Excerpted records:
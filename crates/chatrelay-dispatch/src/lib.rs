//! chatrelay-dispatch: completion dispatch with bounded sequential retries.
//!
//! The [`Dispatcher`] resolves the target endpoint through the shared
//! [`EndpointRegistry`], picks the model to request, and calls the upstream
//! until one attempt succeeds or the retry budget is spent. It never returns
//! an error: exhaustion is reported as [`DispatchOutcome::Exhausted`], which
//! still carries displayable text.

use std::borrow::Cow;
use std::sync::Arc;
use std::time::{Duration, Instant};

use chatrelay_config::RelayConfig;
use chatrelay_core::{Completion, CompletionRequest, Endpoint};
use chatrelay_endpoints::EndpointRegistry;
use chatrelay_telemetry::{MetricsRecorder, NoopMetricsRecorder};
use tracing::{error, info};

/// Longest message or response excerpt written to the log, in characters.
pub const PREVIEW_CHARS: usize = 100;

/// How many attempts a dispatch makes and how long it waits between them.
#[derive(Debug, Clone, Copy, PartialEq, Eq)]
pub struct RetryPolicy {
    /// Total attempts, including the first. Always at least 1.
    max_retries: u32,

    /// Pause between a failed attempt and the next one.
    retry_delay: Duration,
}

impl RetryPolicy {
    /// `max_retries` below 1 is raised to 1.
    pub fn new(max_retries: u32, retry_delay: Duration) -> Self {
        Self {
            max_retries: max_retries.max(1),
            retry_delay,
        }
    }

    pub fn from_config(cfg: &RelayConfig) -> Self {
        Self::new(cfg.defaults.max_retries, cfg.retry_delay())
    }

    pub fn max_retries(&self) -> u32 {
        self.max_retries
    }

    pub fn retry_delay(&self) -> Duration {
        self.retry_delay
    }
}

impl Default for RetryPolicy {
    fn default() -> Self {
        Self::new(3, Duration::from_secs(1))
    }
}

/// Metadata of a successful dispatch.
#[derive(Debug, Clone, PartialEq)]
pub struct DispatchSuccess {
    pub text: String,
    pub model_used: String,
    pub endpoint_used: String,
    /// Duration of the attempt that succeeded.
    pub elapsed: Duration,
    /// 1-based number of the attempt that succeeded.
    pub attempts: u32,
    pub total_tokens: Option<u64>,
}

/// Terminal failure after every attempt failed.
#[derive(Debug, Clone, PartialEq)]
pub struct DispatchFailure {
    pub model_used: String,
    pub endpoint_used: String,
    pub attempts: u32,
    /// Description of the final attempt's failure.
    pub last_error: String,
}

impl DispatchFailure {
    /// The text handed to callers in place of a model answer.
    pub fn error_text(&self) -> String {
        format!("Error: Model call failed. Reason: {}", self.last_error)
    }
}

/// Result of one dispatch: either an answer or exhaustion, never a fault.
#[derive(Debug, Clone, PartialEq)]
pub enum DispatchOutcome {
    Success(DispatchSuccess),
    Exhausted(DispatchFailure),
}

impl DispatchOutcome {
    pub fn is_success(&self) -> bool {
        matches!(self, Self::Success(_))
    }

    /// Number of upstream attempts made.
    pub fn attempts(&self) -> u32 {
        match self {
            Self::Success(s) => s.attempts,
            Self::Exhausted(f) => f.attempts,
        }
    }

    pub fn model_used(&self) -> &str {
        match self {
            Self::Success(s) => &s.model_used,
            Self::Exhausted(f) => &f.model_used,
        }
    }

    pub fn endpoint_used(&self) -> &str {
        match self {
            Self::Success(s) => &s.endpoint_used,
            Self::Exhausted(f) => &f.endpoint_used,
        }
    }

    /// Flatten to the text-only shape: the answer, or the error description.
    pub fn into_text(self) -> String {
        match self {
            Self::Success(s) => s.text,
            Self::Exhausted(f) => f.error_text(),
        }
    }
}

/// Pick the model to request from `endpoint`.
///
/// A missing `requested` model means `global_default`. The endpoint's own
/// default model replaces the request only when the request equals the
/// global default and the endpoint is not `"default"`, so a caller cannot
/// ask another endpoint for the global default model by name.
pub fn resolve_model(requested: Option<&str>, global_default: &str, endpoint: &Endpoint) -> String {
    let requested = requested.unwrap_or(global_default);

    match endpoint.default_model.as_deref() {
        Some(endpoint_model) if !endpoint.is_default() && requested == global_default => {
            endpoint_model.to_string()
        }
        _ => requested.to_string(),
    }
}

/// Truncate `text` to `max_chars` characters, appending `...` when cut.
pub fn preview(text: &str, max_chars: usize) -> Cow<'_, str> {
    match text.char_indices().nth(max_chars) {
        Some((cut, _)) => Cow::Owned(format!("{}...", &text[..cut])),
        None => Cow::Borrowed(text),
    }
}

/// Issues completion calls against the registry with bounded retries.
///
/// Holds only shared, read-only state; one dispatcher serves any number of
/// concurrent requests.
pub struct Dispatcher {
    registry: Arc<EndpointRegistry>,
    policy: RetryPolicy,
    default_model: String,
    metrics: Arc<dyn MetricsRecorder>,
}

impl Dispatcher {
    pub fn new<S: Into<String>>(
        registry: Arc<EndpointRegistry>,
        policy: RetryPolicy,
        default_model: S,
    ) -> Self {
        Self {
            registry,
            policy,
            default_model: default_model.into(),
            metrics: Arc::new(NoopMetricsRecorder),
        }
    }

    /// Build a dispatcher from configuration, sharing `registry`.
    pub fn from_config(cfg: &RelayConfig, registry: Arc<EndpointRegistry>) -> Self {
        Self::new(registry, RetryPolicy::from_config(cfg), cfg.defaults.model.clone())
    }

    /// Attach a shared `MetricsRecorder`.
    pub fn with_metrics(mut self, metrics: Arc<dyn MetricsRecorder>) -> Self {
        self.metrics = metrics;
        self
    }

    pub fn registry(&self) -> &Arc<EndpointRegistry> {
        &self.registry
    }

    pub fn policy(&self) -> RetryPolicy {
        self.policy
    }

    pub fn default_model(&self) -> &str {
        &self.default_model
    }

    /// Dispatch with the configured retry policy.
    pub async fn dispatch(&self, request: &CompletionRequest) -> DispatchOutcome {
        self.dispatch_with_policy(request, self.policy).await
    }

    /// Dispatch with an explicit retry policy.
    ///
    /// Attempts run strictly one after another. The delay between them is an
    /// awaited sleep, so other tasks on the runtime keep running; there is no
    /// way to cancel a sequence other than dropping the future.
    pub async fn dispatch_with_policy(
        &self,
        request: &CompletionRequest,
        policy: RetryPolicy,
    ) -> DispatchOutcome {
        if !self.registry.contains(&request.endpoint_name) {
            self.metrics
                .record_error(Some(&request.endpoint_name), "unknown_endpoint");
        }

        let entry = self.registry.resolve(&request.endpoint_name);
        let endpoint_name = entry.name().to_string();
        let model = resolve_model(
            request.model_name.as_deref(),
            &self.default_model,
            entry.endpoint(),
        );
        let max_retries = policy.max_retries();

        info!(
            endpoint = %endpoint_name,
            model = %model,
            "User query: {}",
            preview(request.last_user_message(), PREVIEW_CHARS)
        );

        self.metrics
            .record_request_start(Some(&endpoint_name), Some(&model));
        let dispatch_started = Instant::now();

        let mut attempt = 0;
        loop {
            attempt += 1;
            let attempt_started = Instant::now();

            let result = entry
                .client()
                .chat_completion(&model, &request.messages, request.temperature)
                .await;

            match result {
                Ok(completion) => {
                    let elapsed = attempt_started.elapsed();
                    self.log_success(&endpoint_name, &model, &completion, elapsed);
                    self.metrics.record_request_end(
                        Some(&endpoint_name),
                        Some(&model),
                        true,
                        Some(dispatch_started.elapsed().as_secs_f64()),
                    );

                    return DispatchOutcome::Success(DispatchSuccess {
                        total_tokens: completion.total_tokens(),
                        text: completion.text,
                        model_used: model,
                        endpoint_used: endpoint_name,
                        elapsed,
                        attempts: attempt,
                    });
                }
                Err(err) => {
                    error!(
                        endpoint = %endpoint_name,
                        model = %model,
                        attempt,
                        max_retries,
                        kind = err.kind(),
                        transient = err.is_transient(),
                        "Error calling chat completion (attempt {}/{}): {}",
                        attempt,
                        max_retries,
                        err
                    );
                    self.metrics
                        .record_attempt_failure(Some(&endpoint_name), err.kind());

                    if attempt >= max_retries {
                        error!(
                            endpoint = %endpoint_name,
                            "Maximum retries reached, returning error message"
                        );
                        self.metrics.record_request_end(
                            Some(&endpoint_name),
                            Some(&model),
                            false,
                            Some(dispatch_started.elapsed().as_secs_f64()),
                        );

                        return DispatchOutcome::Exhausted(DispatchFailure {
                            model_used: model,
                            endpoint_used: endpoint_name,
                            attempts: attempt,
                            last_error: err.to_string(),
                        });
                    }

                    tokio::time::sleep(policy.retry_delay()).await;
                }
            }
        }
    }

    fn log_success(&self, endpoint: &str, model: &str, completion: &Completion, elapsed: Duration) {
        let tokens = completion
            .total_tokens()
            .map(|t| t.to_string())
            .unwrap_or_else(|| "n/a".to_string());

        info!(
            endpoint,
            model,
            tokens = completion.total_tokens(),
            duration_secs = elapsed.as_secs_f64(),
            "Call time: {}, Model: {}, Tokens: {}, Duration: {:.2}s",
            completion.received_at.with_timezone(&chrono::Local).format("%Y-%m-%d %H:%M:%S%.3f"),
            model,
            tokens,
            elapsed.as_secs_f64()
        );

        info!(
            endpoint,
            model,
            "Model response: {}",
            preview(&completion.text, PREVIEW_CHARS)
        );
    }
}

Work instructions: I need every line from the material that contains the word "failed".

Answer below:
    /// Pause between a failed attempt and the next one.
/// Terminal failure after every attempt failed.
        format!("Error: Model call failed. Reason: {}", self.last_error)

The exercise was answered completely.